[Collected data]
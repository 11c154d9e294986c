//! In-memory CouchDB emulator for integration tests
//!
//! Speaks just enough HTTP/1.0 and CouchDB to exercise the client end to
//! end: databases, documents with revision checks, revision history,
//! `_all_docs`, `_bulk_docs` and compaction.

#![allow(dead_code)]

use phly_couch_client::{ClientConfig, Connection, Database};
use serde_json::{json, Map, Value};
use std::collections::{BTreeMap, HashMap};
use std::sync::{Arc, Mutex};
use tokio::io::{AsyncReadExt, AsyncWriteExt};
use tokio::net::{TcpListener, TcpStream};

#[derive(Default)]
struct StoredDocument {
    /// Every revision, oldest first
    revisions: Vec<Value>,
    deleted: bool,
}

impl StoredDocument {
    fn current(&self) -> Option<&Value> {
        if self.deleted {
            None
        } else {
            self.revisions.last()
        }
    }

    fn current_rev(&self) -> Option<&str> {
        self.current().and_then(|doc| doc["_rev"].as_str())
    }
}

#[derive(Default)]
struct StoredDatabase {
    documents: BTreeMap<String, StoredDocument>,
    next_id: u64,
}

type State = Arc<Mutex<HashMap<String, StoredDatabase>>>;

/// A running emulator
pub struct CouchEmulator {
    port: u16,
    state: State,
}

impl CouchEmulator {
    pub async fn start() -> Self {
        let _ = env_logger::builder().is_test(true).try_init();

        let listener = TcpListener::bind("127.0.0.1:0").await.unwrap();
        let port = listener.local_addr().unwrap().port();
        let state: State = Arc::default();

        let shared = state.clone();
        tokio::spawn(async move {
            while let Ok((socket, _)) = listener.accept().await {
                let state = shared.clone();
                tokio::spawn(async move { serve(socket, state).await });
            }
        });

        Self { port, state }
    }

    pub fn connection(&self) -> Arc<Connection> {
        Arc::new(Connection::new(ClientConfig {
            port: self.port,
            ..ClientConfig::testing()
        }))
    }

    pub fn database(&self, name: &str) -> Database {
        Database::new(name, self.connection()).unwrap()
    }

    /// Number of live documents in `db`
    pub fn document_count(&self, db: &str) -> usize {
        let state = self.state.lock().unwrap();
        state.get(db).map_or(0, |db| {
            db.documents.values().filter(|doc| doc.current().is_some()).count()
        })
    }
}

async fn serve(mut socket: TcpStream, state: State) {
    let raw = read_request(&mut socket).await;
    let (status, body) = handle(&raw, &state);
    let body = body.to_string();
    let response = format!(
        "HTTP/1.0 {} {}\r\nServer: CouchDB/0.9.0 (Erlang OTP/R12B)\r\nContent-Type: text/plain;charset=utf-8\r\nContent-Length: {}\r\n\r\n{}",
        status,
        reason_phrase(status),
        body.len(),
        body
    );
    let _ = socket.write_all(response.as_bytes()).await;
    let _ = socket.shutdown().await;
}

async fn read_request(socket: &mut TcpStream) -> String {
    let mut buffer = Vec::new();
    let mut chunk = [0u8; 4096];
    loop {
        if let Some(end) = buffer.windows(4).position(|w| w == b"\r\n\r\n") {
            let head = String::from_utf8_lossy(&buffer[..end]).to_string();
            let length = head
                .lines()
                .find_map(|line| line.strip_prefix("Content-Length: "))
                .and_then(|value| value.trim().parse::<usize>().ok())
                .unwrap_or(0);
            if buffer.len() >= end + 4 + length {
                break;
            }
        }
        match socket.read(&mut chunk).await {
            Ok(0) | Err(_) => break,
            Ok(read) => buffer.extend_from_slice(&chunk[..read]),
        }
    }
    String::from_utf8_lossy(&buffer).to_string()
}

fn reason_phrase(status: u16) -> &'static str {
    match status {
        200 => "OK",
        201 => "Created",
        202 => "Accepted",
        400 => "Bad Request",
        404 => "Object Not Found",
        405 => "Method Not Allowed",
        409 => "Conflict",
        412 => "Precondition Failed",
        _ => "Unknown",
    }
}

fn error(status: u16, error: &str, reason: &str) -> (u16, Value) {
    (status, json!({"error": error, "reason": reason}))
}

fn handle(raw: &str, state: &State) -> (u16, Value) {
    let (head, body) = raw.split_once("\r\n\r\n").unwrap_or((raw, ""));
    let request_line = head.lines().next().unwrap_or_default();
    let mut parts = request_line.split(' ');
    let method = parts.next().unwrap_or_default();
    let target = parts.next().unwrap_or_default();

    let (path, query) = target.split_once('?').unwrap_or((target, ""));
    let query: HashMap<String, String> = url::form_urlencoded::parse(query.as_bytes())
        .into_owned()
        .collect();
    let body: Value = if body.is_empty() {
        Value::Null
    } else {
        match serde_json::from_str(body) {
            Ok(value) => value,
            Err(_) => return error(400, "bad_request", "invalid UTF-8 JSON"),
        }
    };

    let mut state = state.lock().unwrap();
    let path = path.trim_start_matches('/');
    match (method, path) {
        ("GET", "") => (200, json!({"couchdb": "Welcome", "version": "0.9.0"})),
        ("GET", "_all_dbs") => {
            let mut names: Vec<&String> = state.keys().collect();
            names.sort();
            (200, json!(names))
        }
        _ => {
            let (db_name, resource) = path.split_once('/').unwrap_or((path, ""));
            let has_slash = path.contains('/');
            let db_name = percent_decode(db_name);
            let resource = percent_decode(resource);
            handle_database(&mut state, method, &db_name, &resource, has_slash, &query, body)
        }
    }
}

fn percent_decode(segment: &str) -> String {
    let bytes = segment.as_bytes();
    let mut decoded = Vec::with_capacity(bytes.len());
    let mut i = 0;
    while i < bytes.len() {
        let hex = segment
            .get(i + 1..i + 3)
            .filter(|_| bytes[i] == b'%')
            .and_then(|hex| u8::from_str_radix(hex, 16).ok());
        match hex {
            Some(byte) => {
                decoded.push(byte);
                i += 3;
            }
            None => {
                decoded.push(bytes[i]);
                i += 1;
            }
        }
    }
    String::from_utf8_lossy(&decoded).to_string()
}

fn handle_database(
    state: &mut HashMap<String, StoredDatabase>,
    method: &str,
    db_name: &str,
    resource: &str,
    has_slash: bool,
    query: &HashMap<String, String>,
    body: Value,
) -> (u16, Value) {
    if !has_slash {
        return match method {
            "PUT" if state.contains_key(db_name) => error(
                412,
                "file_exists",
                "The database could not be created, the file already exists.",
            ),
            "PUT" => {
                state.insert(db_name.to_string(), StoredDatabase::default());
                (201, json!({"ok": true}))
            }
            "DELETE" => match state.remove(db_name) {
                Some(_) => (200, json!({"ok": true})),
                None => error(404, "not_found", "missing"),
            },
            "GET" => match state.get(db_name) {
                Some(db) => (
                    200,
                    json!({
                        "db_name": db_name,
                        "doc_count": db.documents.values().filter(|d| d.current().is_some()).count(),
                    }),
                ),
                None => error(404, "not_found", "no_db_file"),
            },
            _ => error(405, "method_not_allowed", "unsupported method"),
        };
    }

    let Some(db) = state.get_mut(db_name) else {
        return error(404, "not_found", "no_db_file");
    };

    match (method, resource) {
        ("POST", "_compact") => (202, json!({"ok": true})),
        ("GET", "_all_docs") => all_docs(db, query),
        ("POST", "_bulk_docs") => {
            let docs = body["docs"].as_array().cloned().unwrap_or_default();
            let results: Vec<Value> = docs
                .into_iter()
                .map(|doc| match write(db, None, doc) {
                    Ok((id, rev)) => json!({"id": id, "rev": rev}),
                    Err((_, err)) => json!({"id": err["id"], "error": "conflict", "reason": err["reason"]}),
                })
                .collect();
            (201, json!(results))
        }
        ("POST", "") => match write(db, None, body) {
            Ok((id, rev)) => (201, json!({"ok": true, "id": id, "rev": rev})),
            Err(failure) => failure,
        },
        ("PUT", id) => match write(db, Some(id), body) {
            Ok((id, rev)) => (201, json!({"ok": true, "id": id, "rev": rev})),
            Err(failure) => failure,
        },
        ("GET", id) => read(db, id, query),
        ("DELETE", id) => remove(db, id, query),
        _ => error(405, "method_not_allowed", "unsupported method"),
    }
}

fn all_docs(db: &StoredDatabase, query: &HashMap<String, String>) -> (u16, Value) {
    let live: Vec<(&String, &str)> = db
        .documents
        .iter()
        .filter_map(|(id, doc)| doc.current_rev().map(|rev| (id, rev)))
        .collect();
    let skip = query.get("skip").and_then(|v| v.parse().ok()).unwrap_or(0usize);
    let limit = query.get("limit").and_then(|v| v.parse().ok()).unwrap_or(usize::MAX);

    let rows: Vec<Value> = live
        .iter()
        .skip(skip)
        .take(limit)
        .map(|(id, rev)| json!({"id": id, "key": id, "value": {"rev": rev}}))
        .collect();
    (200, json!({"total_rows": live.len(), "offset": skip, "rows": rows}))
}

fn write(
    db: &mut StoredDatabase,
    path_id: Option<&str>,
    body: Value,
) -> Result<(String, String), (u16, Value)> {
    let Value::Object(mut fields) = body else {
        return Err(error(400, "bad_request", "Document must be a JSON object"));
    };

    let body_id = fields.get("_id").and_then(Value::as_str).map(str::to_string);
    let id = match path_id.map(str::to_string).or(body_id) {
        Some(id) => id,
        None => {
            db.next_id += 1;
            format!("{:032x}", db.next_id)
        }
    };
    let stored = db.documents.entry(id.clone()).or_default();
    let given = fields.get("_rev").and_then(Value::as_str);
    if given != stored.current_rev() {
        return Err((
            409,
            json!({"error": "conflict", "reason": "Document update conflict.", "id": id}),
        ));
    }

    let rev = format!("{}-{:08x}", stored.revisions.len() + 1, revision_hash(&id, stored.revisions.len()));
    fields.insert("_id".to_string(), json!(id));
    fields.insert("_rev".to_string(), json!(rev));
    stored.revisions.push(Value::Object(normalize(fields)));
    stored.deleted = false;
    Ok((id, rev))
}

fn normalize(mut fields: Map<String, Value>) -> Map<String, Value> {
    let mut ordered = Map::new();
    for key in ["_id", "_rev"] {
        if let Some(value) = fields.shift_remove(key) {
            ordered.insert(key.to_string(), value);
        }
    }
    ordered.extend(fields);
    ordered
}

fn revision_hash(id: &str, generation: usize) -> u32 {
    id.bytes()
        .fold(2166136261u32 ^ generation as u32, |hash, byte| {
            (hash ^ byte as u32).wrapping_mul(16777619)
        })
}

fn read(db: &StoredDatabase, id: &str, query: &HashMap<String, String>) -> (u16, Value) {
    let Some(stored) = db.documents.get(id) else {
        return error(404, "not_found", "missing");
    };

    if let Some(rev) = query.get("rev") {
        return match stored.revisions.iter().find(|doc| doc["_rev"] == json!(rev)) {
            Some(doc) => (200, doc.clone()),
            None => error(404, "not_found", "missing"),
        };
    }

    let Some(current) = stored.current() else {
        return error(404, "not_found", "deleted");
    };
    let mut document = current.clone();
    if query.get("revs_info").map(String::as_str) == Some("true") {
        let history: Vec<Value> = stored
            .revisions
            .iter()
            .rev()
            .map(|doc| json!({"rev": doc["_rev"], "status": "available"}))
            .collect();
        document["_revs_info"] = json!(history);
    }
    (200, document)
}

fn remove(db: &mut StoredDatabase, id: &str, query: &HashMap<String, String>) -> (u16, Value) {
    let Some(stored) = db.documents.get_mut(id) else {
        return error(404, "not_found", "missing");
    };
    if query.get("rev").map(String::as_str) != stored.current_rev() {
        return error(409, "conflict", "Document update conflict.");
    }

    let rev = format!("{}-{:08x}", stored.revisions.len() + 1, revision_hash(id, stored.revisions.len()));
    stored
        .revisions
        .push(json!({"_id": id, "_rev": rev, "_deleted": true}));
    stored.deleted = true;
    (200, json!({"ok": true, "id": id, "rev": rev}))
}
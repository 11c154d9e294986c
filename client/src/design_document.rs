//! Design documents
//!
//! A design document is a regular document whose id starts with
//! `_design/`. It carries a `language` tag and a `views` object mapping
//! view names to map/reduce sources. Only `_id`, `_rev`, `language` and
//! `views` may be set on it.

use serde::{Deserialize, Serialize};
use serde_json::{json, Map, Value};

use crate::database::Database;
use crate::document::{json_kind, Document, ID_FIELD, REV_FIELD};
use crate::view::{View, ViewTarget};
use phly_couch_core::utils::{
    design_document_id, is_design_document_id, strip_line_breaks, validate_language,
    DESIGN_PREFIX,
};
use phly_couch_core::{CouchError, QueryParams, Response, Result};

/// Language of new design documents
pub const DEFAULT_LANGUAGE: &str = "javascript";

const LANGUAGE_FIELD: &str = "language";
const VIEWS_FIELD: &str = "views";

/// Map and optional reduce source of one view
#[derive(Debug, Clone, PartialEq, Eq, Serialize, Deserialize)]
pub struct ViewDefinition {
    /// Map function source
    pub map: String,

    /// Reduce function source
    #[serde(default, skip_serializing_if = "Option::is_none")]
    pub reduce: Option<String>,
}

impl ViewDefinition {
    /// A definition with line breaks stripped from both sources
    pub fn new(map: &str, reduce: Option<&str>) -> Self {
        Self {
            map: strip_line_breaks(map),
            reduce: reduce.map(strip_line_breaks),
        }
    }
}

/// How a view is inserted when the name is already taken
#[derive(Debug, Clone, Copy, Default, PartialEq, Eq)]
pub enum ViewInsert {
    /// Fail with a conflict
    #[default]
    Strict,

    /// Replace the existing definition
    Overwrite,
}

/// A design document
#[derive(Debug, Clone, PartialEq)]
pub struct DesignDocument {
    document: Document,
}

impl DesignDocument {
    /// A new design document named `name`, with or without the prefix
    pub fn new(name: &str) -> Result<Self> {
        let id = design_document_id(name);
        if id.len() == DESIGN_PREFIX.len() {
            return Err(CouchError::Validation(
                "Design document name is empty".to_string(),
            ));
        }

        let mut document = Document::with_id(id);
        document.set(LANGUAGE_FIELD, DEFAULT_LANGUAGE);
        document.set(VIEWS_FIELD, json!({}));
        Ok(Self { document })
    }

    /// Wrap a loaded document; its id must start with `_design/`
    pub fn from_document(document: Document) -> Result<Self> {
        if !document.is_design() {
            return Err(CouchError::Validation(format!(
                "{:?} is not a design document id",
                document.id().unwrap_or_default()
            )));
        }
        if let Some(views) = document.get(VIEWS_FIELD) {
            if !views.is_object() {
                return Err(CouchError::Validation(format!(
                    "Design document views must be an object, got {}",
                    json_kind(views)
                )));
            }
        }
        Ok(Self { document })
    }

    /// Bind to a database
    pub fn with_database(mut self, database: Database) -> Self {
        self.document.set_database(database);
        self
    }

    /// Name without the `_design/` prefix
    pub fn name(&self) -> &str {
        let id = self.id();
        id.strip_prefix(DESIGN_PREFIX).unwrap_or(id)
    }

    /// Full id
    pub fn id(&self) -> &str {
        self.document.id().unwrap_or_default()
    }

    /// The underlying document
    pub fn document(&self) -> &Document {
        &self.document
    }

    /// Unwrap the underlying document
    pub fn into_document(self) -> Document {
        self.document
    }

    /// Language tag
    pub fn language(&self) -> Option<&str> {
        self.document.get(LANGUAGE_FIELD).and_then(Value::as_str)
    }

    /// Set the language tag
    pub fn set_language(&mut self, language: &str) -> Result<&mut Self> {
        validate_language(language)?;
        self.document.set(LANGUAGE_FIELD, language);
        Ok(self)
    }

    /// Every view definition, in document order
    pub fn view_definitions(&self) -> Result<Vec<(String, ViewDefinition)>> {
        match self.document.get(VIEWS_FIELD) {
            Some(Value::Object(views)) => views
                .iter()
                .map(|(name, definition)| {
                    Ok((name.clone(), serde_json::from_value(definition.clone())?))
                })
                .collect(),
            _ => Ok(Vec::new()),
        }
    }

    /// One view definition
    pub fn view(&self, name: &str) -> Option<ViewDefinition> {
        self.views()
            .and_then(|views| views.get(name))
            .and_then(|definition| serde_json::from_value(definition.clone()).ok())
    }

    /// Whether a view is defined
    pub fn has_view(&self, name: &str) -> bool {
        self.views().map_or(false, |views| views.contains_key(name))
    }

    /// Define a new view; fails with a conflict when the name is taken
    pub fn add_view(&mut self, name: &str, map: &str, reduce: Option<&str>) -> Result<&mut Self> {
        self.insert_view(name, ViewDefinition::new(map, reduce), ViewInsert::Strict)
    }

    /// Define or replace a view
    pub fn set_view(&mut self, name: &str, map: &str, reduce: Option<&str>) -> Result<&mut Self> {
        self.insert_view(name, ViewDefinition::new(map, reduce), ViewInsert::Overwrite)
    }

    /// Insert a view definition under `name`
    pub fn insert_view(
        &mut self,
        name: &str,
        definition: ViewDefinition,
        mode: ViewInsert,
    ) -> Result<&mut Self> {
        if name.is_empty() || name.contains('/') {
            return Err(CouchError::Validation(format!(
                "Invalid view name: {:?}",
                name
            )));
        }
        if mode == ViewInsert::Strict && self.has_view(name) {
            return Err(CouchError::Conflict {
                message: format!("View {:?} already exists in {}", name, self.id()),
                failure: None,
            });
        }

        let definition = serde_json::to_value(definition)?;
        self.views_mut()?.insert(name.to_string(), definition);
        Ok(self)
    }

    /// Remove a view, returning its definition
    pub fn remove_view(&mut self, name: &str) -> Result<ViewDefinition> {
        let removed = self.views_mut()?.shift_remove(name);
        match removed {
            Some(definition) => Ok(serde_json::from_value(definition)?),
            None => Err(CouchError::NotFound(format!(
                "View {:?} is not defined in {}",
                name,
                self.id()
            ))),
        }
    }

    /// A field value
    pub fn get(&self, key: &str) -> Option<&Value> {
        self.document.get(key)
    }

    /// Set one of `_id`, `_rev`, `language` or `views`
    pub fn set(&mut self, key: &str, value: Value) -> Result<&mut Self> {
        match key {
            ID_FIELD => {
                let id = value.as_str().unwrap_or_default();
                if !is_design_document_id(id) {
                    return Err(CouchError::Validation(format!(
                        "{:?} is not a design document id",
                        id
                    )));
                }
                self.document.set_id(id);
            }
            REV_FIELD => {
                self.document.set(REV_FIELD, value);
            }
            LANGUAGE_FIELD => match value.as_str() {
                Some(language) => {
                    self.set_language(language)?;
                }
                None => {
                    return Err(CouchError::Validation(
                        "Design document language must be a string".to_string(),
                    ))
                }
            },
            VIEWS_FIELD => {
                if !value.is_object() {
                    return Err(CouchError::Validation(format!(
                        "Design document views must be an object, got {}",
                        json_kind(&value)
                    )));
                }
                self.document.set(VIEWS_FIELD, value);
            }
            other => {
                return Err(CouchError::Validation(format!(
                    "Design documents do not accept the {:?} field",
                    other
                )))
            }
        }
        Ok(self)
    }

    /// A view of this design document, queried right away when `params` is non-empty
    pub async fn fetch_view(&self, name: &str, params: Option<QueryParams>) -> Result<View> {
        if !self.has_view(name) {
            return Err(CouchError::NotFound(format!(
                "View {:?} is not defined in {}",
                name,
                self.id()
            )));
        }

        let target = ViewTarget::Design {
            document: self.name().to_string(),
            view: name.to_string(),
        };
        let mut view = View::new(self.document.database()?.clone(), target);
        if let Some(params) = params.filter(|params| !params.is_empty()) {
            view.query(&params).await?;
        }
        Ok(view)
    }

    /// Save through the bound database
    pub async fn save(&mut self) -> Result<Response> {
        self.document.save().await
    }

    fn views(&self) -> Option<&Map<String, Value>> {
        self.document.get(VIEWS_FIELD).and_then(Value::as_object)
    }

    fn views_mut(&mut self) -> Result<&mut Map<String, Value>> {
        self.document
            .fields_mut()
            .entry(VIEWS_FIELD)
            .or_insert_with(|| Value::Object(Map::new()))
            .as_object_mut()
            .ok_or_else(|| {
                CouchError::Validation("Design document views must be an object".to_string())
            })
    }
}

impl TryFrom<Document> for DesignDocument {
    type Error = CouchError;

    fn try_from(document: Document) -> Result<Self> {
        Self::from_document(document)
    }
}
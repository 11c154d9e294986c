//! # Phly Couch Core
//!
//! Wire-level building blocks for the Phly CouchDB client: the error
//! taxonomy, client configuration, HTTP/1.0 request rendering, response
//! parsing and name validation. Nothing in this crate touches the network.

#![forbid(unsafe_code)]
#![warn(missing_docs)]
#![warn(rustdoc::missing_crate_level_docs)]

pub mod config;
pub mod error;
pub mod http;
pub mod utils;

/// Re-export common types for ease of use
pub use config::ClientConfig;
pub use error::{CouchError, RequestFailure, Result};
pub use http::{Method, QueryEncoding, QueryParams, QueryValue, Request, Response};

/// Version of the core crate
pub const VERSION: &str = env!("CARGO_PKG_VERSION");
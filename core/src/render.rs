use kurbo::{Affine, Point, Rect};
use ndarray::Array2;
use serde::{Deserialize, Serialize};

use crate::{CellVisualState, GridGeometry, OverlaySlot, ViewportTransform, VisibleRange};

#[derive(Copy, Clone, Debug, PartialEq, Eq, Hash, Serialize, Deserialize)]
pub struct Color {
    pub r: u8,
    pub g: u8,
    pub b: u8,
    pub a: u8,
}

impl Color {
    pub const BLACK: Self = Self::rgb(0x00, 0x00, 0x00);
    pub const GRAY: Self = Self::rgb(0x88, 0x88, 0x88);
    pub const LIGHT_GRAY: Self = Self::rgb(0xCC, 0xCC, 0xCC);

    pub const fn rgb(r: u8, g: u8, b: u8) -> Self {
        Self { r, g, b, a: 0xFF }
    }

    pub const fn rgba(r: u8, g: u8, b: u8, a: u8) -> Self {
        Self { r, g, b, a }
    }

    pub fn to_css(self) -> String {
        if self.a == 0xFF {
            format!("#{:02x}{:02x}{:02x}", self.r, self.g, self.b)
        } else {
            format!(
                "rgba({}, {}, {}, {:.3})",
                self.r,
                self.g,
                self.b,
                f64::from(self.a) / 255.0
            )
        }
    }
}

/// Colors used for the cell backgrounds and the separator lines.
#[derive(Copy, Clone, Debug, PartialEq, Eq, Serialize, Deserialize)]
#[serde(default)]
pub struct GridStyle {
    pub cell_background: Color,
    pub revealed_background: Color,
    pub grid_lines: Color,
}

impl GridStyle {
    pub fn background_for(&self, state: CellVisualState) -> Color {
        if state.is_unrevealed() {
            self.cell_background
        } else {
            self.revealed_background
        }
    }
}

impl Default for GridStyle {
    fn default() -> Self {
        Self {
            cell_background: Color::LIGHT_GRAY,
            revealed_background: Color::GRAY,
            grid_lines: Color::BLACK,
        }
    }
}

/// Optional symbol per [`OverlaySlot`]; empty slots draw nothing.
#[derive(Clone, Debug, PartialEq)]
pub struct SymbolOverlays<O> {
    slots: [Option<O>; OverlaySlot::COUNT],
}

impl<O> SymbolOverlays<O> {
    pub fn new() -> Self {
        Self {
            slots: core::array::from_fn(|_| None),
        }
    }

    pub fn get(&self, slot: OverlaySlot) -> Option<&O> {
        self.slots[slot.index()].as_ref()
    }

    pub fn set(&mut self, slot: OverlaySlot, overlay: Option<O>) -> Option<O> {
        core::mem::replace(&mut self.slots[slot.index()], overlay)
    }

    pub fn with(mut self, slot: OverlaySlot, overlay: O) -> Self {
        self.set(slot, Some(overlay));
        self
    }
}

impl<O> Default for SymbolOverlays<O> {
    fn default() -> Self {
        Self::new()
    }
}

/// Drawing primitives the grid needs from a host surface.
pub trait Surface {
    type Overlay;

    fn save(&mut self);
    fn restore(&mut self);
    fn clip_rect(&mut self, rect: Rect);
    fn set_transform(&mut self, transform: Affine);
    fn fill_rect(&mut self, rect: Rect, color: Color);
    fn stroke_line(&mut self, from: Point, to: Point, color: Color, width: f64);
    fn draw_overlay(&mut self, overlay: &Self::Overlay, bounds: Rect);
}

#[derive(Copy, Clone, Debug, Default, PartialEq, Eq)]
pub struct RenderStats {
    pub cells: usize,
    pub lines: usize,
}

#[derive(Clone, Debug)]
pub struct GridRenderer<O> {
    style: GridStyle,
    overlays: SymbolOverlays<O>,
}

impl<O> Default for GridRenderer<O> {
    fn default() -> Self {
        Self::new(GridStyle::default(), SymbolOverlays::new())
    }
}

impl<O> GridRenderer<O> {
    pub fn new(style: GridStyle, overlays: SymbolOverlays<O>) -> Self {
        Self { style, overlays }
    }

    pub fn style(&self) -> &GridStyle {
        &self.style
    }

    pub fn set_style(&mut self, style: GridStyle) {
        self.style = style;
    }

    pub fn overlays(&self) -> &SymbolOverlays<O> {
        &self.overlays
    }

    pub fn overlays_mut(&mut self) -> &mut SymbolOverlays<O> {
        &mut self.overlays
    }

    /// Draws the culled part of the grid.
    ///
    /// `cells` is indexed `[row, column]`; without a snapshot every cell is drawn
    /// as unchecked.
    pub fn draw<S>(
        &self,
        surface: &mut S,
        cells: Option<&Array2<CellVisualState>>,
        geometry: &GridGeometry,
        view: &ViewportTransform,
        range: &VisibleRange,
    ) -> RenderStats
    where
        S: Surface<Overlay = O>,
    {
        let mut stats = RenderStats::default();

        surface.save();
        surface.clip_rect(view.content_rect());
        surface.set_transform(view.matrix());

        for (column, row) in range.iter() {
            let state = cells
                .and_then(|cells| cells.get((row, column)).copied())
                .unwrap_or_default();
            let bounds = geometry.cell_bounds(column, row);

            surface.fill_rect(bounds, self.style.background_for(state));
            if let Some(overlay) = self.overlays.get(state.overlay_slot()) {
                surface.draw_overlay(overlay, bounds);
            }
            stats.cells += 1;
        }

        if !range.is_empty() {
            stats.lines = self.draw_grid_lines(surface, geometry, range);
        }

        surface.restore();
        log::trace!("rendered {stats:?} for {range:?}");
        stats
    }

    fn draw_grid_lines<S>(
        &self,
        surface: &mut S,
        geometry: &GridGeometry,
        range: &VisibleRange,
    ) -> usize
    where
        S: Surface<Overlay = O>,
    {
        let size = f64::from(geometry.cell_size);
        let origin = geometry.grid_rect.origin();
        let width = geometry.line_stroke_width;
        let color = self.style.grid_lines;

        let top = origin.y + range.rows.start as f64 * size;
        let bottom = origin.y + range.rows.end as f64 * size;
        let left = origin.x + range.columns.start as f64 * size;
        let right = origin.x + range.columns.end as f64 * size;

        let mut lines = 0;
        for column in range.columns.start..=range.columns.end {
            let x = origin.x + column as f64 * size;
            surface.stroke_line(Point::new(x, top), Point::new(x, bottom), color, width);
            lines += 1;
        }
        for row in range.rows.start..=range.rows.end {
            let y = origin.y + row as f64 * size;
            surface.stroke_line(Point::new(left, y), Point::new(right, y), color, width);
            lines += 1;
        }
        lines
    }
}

[Problem details]
Show each line in the data where the string "Copy" appears.

[Written response]
#[derive(Debug, Clone, Copy, Default, PartialEq, Eq)]
#[derive(Copy, Clone, Debug, PartialEq, Eq, Hash, Serialize, Deserialize)]
#[derive(Copy, Clone, Debug, PartialEq, Eq, Serialize, Deserialize)]
#[derive(Copy, Clone, Debug, Default, PartialEq, Eq)]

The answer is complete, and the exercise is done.